Digital history & historiography

Lecture by Melvin Wevers: "Signals and Noise: Extracting Patterns of Cultural Expressions from Digitized Sources". Recording and interview.

Lecture by Melvin Wevers: "Signals and Noise: Extracting Patterns of Cultural Expressions from Digitized Sources". Recording and interview.
Lecture by Dr. Melvin Wevers, KNAW Humanities Cluster, Amsterdam, and exclusive interview for the C²DH’s ‘New Horizons’ lecture series.
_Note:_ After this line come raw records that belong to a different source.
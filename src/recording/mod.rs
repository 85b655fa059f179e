//! In-memory recordings.
//!
//! [`MemoryRecording`] implements both sides of the parser seam: it can be
//! read as a [`RecordingSource`] and written to as a [`FrameWriter`], and it
//! persists as JSON. Binary C3D encoding lives outside this crate.

use serde::{Deserialize, Serialize};
use std::borrow::Cow;
use std::fs;
use std::path::{Path, PathBuf};
use tracing::info;

use crate::core::{
    DenseFrames, FrameBlock, FrameIter, FrameWriter, ParameterSet, RecordingInfo, RecordingSource,
};
use crate::util::{Error, Result};

/// One stored frame.
#[derive(Clone, Debug, PartialEq, Serialize, Deserialize)]
pub struct MemoryFrame {
    pub index: i64,
    pub points: Vec<[f32; 4]>,
    #[serde(default, skip_serializing_if = "Vec::is_empty")]
    pub analog: Vec<f32>,
}

/// Recording held entirely in memory.
#[derive(Clone, Debug, PartialEq, Serialize, Deserialize)]
pub struct MemoryRecording {
    pub info: RecordingInfo,
    #[serde(default)]
    pub parameters: ParameterSet,
    #[serde(default)]
    pub frames: Vec<MemoryFrame>,
}

impl MemoryRecording {
    pub fn new(info: RecordingInfo, parameters: ParameterSet) -> Self {
        Self {
            info,
            parameters,
            frames: Vec::new(),
        }
    }

    /// Append a frame of `(x, y, z, residual)` samples.
    pub fn push_frame(&mut self, index: i64, points: Vec<[f32; 4]>) {
        self.frames.push(MemoryFrame {
            index,
            points,
            analog: Vec::new(),
        });
    }

    /// Build from dense export frames. The camera mask column is dropped.
    pub fn from_dense(frames: &DenseFrames, parameters: ParameterSet) -> Self {
        let n = frames.label_count();
        let info = RecordingInfo {
            frame_rate: frames.frame_rate,
            first_frame: frames.first_frame,
            last_frame: frames.last_frame(),
            point_count: n,
        };
        let mut rec = Self::new(info, parameters);
        for f in 0..frames.frame_count {
            let points = (0..n)
                .map(|j| {
                    let s = frames.sample(f, j);
                    [s[0], s[1], s[2], s[3]]
                })
                .collect();
            rec.push_frame(frames.first_frame + f as i64, points);
        }
        rec
    }

    /// Load a recording from JSON.
    pub fn load(path: impl AsRef<Path>) -> Result<Self> {
        let path = path.as_ref();
        if !path.exists() {
            return Err(Error::FileNotFound(path.to_path_buf()));
        }
        let text = fs::read_to_string(path)?;
        let rec: Self = serde_json::from_str(&text)?;
        rec.validate()?;
        Ok(rec)
    }

    /// Save as pretty JSON.
    pub fn save(&self, path: impl AsRef<Path>) -> Result<()> {
        fs::write(path, serde_json::to_string_pretty(self)?)?;
        Ok(())
    }

    /// Check the header against the stored frames.
    pub fn validate(&self) -> Result<()> {
        self.info.validate()?;
        if self.frames.len() > self.info.frame_count() {
            return Err(Error::InvalidStructure(format!(
                "{} frames stored, header declares {}",
                self.frames.len(),
                self.info.frame_count()
            )));
        }
        Ok(())
    }
}

impl RecordingSource for MemoryRecording {
    fn info(&self) -> RecordingInfo {
        self.info
    }

    fn parameters(&self) -> &ParameterSet {
        &self.parameters
    }

    fn read_frames(&mut self) -> Result<FrameIter<'_>> {
        Ok(Box::new(self.frames.iter().map(|f| {
            Ok::<_, Error>(FrameBlock {
                index: f.index,
                points: Cow::Borrowed(f.points.as_slice()),
                analog: Cow::Borrowed(f.analog.as_slice()),
            })
        })))
    }
}

impl FrameWriter for MemoryRecording {
    fn write_recording(&mut self, frames: &DenseFrames, parameters: &ParameterSet) -> Result<()> {
        *self = Self::from_dense(frames, parameters.clone());
        Ok(())
    }
}

/// Writes exported recordings to a JSON file.
#[derive(Clone, Debug)]
pub struct JsonRecordingWriter {
    path: PathBuf,
}

impl JsonRecordingWriter {
    pub fn new(path: impl Into<PathBuf>) -> Self {
        Self { path: path.into() }
    }

    pub fn path(&self) -> &Path {
        &self.path
    }
}

impl FrameWriter for JsonRecordingWriter {
    fn write_recording(&mut self, frames: &DenseFrames, parameters: &ParameterSet) -> Result<()> {
        let rec = MemoryRecording::from_dense(frames, parameters.clone());
        rec.save(&self.path)
            .map_err(|e| Error::WriteFailed(format!("{}: {}", self.path.display(), e)))?;
        info!("Wrote {} frames to {}", frames.frame_count, self.path.display());
        Ok(())
    }
}

#[cfg(test)]
mod tests {
    use super::*;

    fn info() -> RecordingInfo {
        RecordingInfo {
            frame_rate: 60.0,
            first_frame: 1,
            last_frame: 2,
            point_count: 1,
        }
    }

    #[test]
    fn test_source_streams_in_order() {
        let mut rec = MemoryRecording::new(info(), ParameterSet::new());
        rec.push_frame(1, vec![[1.0, 2.0, 3.0, 0.0]]);
        rec.push_frame(2, vec![[4.0, 5.0, 6.0, -1.0]]);
        let indices: Vec<i64> = rec.read_frames().unwrap().map(|b| b.unwrap().index).collect();
        assert_eq!(indices, vec![1, 2]);
    }

    #[test]
    fn test_from_dense() {
        let mut dense = DenseFrames::invalid(100.0, 5, vec!["Hip".into()], 2);
        dense.sample_mut(1, 0)[..4].copy_from_slice(&[1.0, 2.0, 3.0, 0.0]);
        let rec = MemoryRecording::from_dense(&dense, ParameterSet::new());
        assert_eq!(rec.info.last_frame, 6);
        assert_eq!(rec.frames[0].points[0][3], -1.0);
        assert_eq!(rec.frames[1].points[0], [1.0, 2.0, 3.0, 0.0]);
    }

    #[test]
    fn test_json_file() {
        let dir = tempfile::tempdir().unwrap();
        let path = dir.path().join("take.json");
        let mut rec = MemoryRecording::new(info(), ParameterSet::new());
        rec.push_frame(1, vec![[1.0, 2.0, 3.0, 0.0]]);
        rec.save(&path).unwrap();
        assert_eq!(MemoryRecording::load(&path).unwrap(), rec);
        assert!(matches!(
            MemoryRecording::load(dir.path().join("nope.json")),
            Err(Error::FileNotFound(_))
        ));
    }

    #[test]
    fn test_validate() {
        let mut rec = MemoryRecording::new(info(), ParameterSet::new());
        for i in 0..3 {
            rec.push_frame(i, vec![[0.0; 4]]);
        }
        assert!(rec.validate().is_err());
        rec.frames.clear();
        rec.info.frame_rate = 0.0;
        assert!(rec.validate().is_err());
    }

    #[test]
    fn test_load_rejects_unrepresentable_range() {
        let dir = tempfile::tempdir().unwrap();
        let path = dir.path().join("broken.json");
        let broken = RecordingInfo {
            first_frame: i64::MIN,
            last_frame: 5,
            ..info()
        };
        MemoryRecording::new(broken, ParameterSet::new()).save(&path).unwrap();
        assert!(matches!(MemoryRecording::load(&path), Err(Error::InvalidStructure(_))));
    }
}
Recent years have seen an explosive growth of digitized historical material. Innovations in natural language processing have extended the possibilities for historians to extract information from large corpora of digitized texts. In debates on big data, it is often claimed that by ‘distant’ reading huge amounts of data, textual patterns will emerge, that will allow us to answer historical questions in a radically new way. However, in order to better understand patterns in historical data we need to rely on modelling techniques that make statistical inferences and estimations. The use of modelling can help historians to answer their questions in reproducible and transparent manners. The current situation is strikingly similar to the situation that economic historians were in during the 1950s and 1960s. In this period, a growing body of mathematical formalizations of economic theories combined with increasing computing power pushed the field of cliometrics: a quantitative approach to economic history. In his lecture, Wevers focused on how we can extract patterns of cultural expression from digitised newspapers or, put differently, how we can separate signal from noise in large collections of text. M. Wevers argues that modelling can help researchers to better understand historical dynamics.

 

Recording of the conference

Interview

Melvin Wevers begins this interview by talking about his career and his contribution to the first big text mining project in the Netherlands. He shares his experiences in approaching, working and interpreting the data and discusses the risks of both data-driven and hypothesis-driven research. He then talks about the new developments in computer vision which can be relevant to historians and about the importance of modelling in digital enabled historical research. He continues with an overview of the major projects he’s currently involved in and comments on the role of the “digital humanist”. He concludes by pointing out new trends, which in his view will shape the digital history of the future.

Biography

Dr. Melvin Wevers is a researcher in the Digital Humanities Lab at the KNAW Humanities Cluster. His research interests include the study of cultural-historical phenomena using computational means with a specific interest in the formation and evolution of ideas and concepts in public discourse. Recent projects focus on the representation of gender in historical advertisements and the modeling of social mobility within the Dutch East India Company.